His face had darkened and I saw his muscles tense. I'd been so caught up in my own speculation I hadn't been paying attention to the effect on him. I picked up the skirt and shoes, keeping an eye on him while I edged toward the door. He leaned over and opened it for me abruptly.

I had barely cleared the steps when the door slammed behind me hard. He shoved the curtain aside, staring at me belligerently as I backed out of the carport. The minute the curtain dropped, I cut around to the trailer window where I'd spied on him before. The louvers were closed, but the curtain on that side gaped open enough to allow me a truncated view.

Billy had sunk down on the couch with his head in his hands. He looked up. The woman who'd been in the back bedroom had now emerged and she leaned against the wall while she lit another cigarette. I could see a portion of her heavy thighs and the hem of a shortie nightgown in pale yellow nylon. Like a drowning man, Billy reached for her and pulled her closed, burying his face between her breasts. Lovella. He began
to nuzzle at her nipples through the nylon top, making wet spots. She stared down at him with that look new mothers have when they suckle an infant in public. Lazily, she leaned over and stubbed out her cigarette on a dinner plate, then wound her fingers into his hair. He grabbed her at the knees and lowered her to the floor, pushing her gown up around her waist.
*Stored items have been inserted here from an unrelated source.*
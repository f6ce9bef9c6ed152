//! Diagnostic output switches.
//!
//! Verbose traces are emitted through `tracing` at debug level and gated
//! per pipeline stage by a [`Diagnostics`] value that is passed down the
//! call chain. Warnings about corrected parameters or broken graph
//! features are not gated.

use serde::{Deserialize, Serialize};

/// Per-stage switches for verbose debug traces.
#[derive(Debug, Clone, Copy, Default, PartialEq, Eq, Serialize, Deserialize)]
pub struct Diagnostics {
    /// Trace strategy chain construction and beading computations.
    pub beading: bool,
    /// Trace skeletal graph construction, transitions and propagation.
    pub skeleton: bool,
    /// Trace outline cleanup and toolpath post-processing.
    pub toolpaths: bool,
}

impl Diagnostics {
    /// All traces enabled.
    pub fn all() -> Self {
        Self {
            beading: true,
            skeleton: true,
            toolpaths: true,
        }
    }

    /// All traces disabled.
    pub fn none() -> Self {
        Self::default()
    }
}
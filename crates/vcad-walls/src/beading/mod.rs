//! Bead width arithmetic.
//!
//! A [`BeadingStrategy`] maps a local thickness and bead count to a
//! [`Beading`]: the widths and centre positions of the lines that fill
//! that thickness. Strategies are composed as a linear chain where each
//! step wraps a boxed parent and delegates whatever it does not change.

mod distributed;
mod factory;
mod fixed_outer_wall;
mod flow_compensated;
mod limited;
mod outer_wall_inset;
mod redistribute;
mod widening;

pub use distributed::DistributedBeadingStrategy;
pub use factory::{
    make_inner_wall_skin_strategy, make_strategy, thresholds_from_line_widths, BeadingConfig,
};
pub use fixed_outer_wall::FixedOuterWallBeadingStrategy;
pub use flow_compensated::{FlowCompensatedBeadingStrategy, FlowCompensation};
pub use limited::LimitedBeadingStrategy;
pub use outer_wall_inset::OuterWallInsetBeadingStrategy;
pub use redistribute::RedistributeBeadingStrategy;
pub use widening::WideningBeadingStrategy;

use std::fmt;

use serde::{Deserialize, Serialize};
use vcad_walls_math::Coord;

use crate::error::{Result, WallError};
use crate::numeric;

/// Widths and positions of the beads filling one thickness.
#[derive(Debug, Clone, Default, PartialEq, Eq, Serialize, Deserialize)]
pub struct Beading {
    /// The thickness being filled.
    pub total_thickness: Coord,
    /// Width of each bead, outer to inner to outer.
    pub bead_widths: Vec<Coord>,
    /// Centre of each bead, measured from one side of the thickness.
    pub toolpath_locations: Vec<Coord>,
    /// Thickness not covered by any bead. Negative for deliberate overfill.
    pub left_over: Coord,
}

impl Beading {
    /// A beading without beads: all thickness is left over.
    pub fn empty(thickness: Coord) -> Self {
        Self {
            total_thickness: thickness,
            bead_widths: Vec::new(),
            toolpath_locations: Vec::new(),
            left_over: thickness,
        }
    }

    /// Number of entries, marker beads included.
    pub fn len(&self) -> usize {
        self.bead_widths.len()
    }

    /// Whether there are no beads at all.
    pub fn is_empty(&self) -> bool {
        self.bead_widths.is_empty()
    }

    /// Sum of all bead widths.
    pub fn total_width(&self) -> Coord {
        self.bead_widths.iter().sum()
    }

    /// Number of real (non-marker) beads.
    pub fn printed_bead_count(&self) -> usize {
        self.bead_widths.iter().filter(|&&w| w > 0).count()
    }
}

/// Parameters every strategy in a chain shares with its parent.
#[derive(Debug, Clone, Copy, PartialEq)]
pub struct StrategyParams {
    /// Optimal width of an inner bead.
    pub optimal_width: Coord,
    /// Fraction of a bead width at which an odd count splits its middle bead.
    pub split_middle_threshold: f64,
    /// Fraction of a bead width at which an even count adds a middle bead.
    pub add_middle_threshold: f64,
    /// Length over which a transition between bead counts is spread.
    pub default_transition_length: Coord,
    /// Maximum skeleton slope angle for central regions (radians).
    pub transitioning_angle: f64,
}

impl StrategyParams {
    /// Validate the shared parameters.
    pub fn validate(&self) -> Result<()> {
        if self.optimal_width <= 0 {
            return Err(WallError::InvalidStrategy(
                "optimal width must be positive".into(),
            ));
        }
        for (name, t) in [
            ("split middle threshold", self.split_middle_threshold),
            ("add middle threshold", self.add_middle_threshold),
        ] {
            if !(t > 0.0 && t < 1.0) {
                return Err(WallError::InvalidStrategy(format!(
                    "{name} must be in (0, 1), got {t}"
                )));
            }
        }
        if self.default_transition_length < 0 {
            return Err(WallError::InvalidStrategy(
                "transition length must not be negative".into(),
            ));
        }
        if !(self.transitioning_angle > 0.0 && self.transitioning_angle < std::f64::consts::PI) {
            return Err(WallError::InvalidStrategy(format!(
                "transitioning angle must be in (0, pi), got {}",
                self.transitioning_angle
            )));
        }
        Ok(())
    }
}

/// A step of the bead width strategy chain.
pub trait BeadingStrategy: fmt::Debug + Send + Sync {
    /// Distribute `thickness` over `bead_count` beads.
    fn compute(&self, thickness: Coord, bead_count: usize) -> Beading;

    /// Parameters shared along the chain.
    fn params(&self) -> &StrategyParams;

    /// Chain description, outermost step first.
    fn name(&self) -> String;

    /// Natural bead count for a thickness.
    fn optimal_bead_count(&self, thickness: Coord) -> usize;

    /// Thickness at which `bead_count` beads all have their optimal width.
    fn optimal_thickness(&self, bead_count: usize) -> Coord {
        self.params().optimal_width * bead_count as Coord
    }

    /// Thickness at which the count goes from `lower_bead_count` to one more.
    fn transition_thickness(&self, lower_bead_count: usize) -> Coord {
        let lower = self.optimal_thickness(lower_bead_count);
        let higher = self.optimal_thickness(lower_bead_count + 1);
        let p = self.params();
        let threshold = if lower_bead_count % 2 == 1 {
            p.split_middle_threshold
        } else {
            p.add_middle_threshold
        };
        lower + (threshold * (higher - lower) as f64) as Coord
    }

    /// Skeleton length over which the transition is spread.
    fn transitioning_length(&self, lower_bead_count: usize) -> Coord {
        if lower_bead_count == 0 {
            10
        } else {
            self.params().default_transition_length
        }
    }

    /// Where the transition is anchored within its length, in `[0.1, 0.9]`.
    fn transition_anchor_pos(&self, lower_bead_count: usize) -> f64 {
        numeric::transition_anchor(
            self.optimal_thickness(lower_bead_count),
            self.transition_thickness(lower_bead_count),
            self.optimal_thickness(lower_bead_count + 1),
        )
    }

    /// Thicknesses where the beading changes non-linearly and the skeleton
    /// needs an extra rib.
    fn nonlinear_thicknesses(&self, _lower_bead_count: usize) -> Vec<Coord> {
        Vec::new()
    }

    /// Whether this step must stay outermost in the chain.
    fn is_terminal(&self) -> bool {
        false
    }
}

/// An owned strategy chain.
pub type BoxedStrategy = Box<dyn BeadingStrategy>;

/// Reject wrapping a terminal step.
pub(crate) fn ensure_wrappable(parent: &dyn BeadingStrategy, wrapper: &'static str) -> Result<()> {
    if parent.is_terminal() {
        return Err(WallError::TerminalParent {
            wrapper,
            parent: parent.name(),
        });
    }
    Ok(())
}

/// Reject a negative width or offset.
pub(crate) fn ensure_non_negative(value: Coord, what: &str) -> Result<()> {
    if value < 0 {
        return Err(WallError::InvalidStrategy(format!(
            "{what} must not be negative, got {value}"
        )));
    }
    Ok(())
}

/// Reject a ratio outside `[0, 1]`.
pub(crate) fn ensure_ratio(value: f64, what: &str) -> Result<()> {
    if !(0.0..=1.0).contains(&value) {
        return Err(WallError::InvalidStrategy(format!(
            "{what} must be in [0, 1], got {value}"
        )));
    }
    Ok(())
}

/// Multiply a thickness by a ratio, truncating like the rest of the chain.
pub(crate) fn scale(value: Coord, ratio: f64) -> Coord {
    (value as f64 * ratio) as Coord
}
Down, down, down, he went.

I headed over to the Hub.

 

 

 

20

 

 

It looked like another slow night at the Hub. The rain had picked up again and business was off. The roof was leaking in two places and someone had put out galvanized pails to catch the drips . . . one on the bar, one by the ladies' room. The place, at its best, was populated by neighborhood drinkers—old women with fat ankles in heavy sweaters who started at 2:00 in the afternoon and consumed beer steadily until closing time, men with nasal voices and grating laughs whose noses were bulbous and sunburned from alcohol. The pool players were usually young Mexicans who smoked until their teeth turned yellow and squabbled among themselves like pups. That night the pool room was deserted and the green felt tabletops seemed to glow as though lighted from within. I counted four customers in all and one was asleep with his head on his arms. The jukebox was suffering from
some mechanical quirk that gave the music a warbling, underwater quality.

I approached the bar, where Coral was perched on a high-backed stool with a Naugahyde top. She was wearing a Western-cut shirt with a silver thread running through the brown plaid, tight jeans rolled up at the ankles, and heels with short white socks. She must have recognized me from the funeral because when I asked if I could talk to her, she hopped down without a word and went around to the other side of the bar.

“You want something to drink?”

“A wine spritzer. Thanks,” I said.

She poured a spritzer for me and pulled a draft beer for herself. We took a booth at the back so she could keep her eye on the clientele in case someone needed service. Up close, her hair looked so bushy and dry I worried about spontaneous combustion. Her makeup was too harsh for her fair coloring and her front teeth were decayed around the edges, as if she'd been eating Oreo cookies. Her cold must have been at its worst. Her forehead was lined and her eyes half squinted, like a magazine ad for sinus medication. Her nose was so stopped up she was forced to breathe through her mouth. In spite of all that, she managed to smoke, lighting up a Virginia Slim the minute we sat down.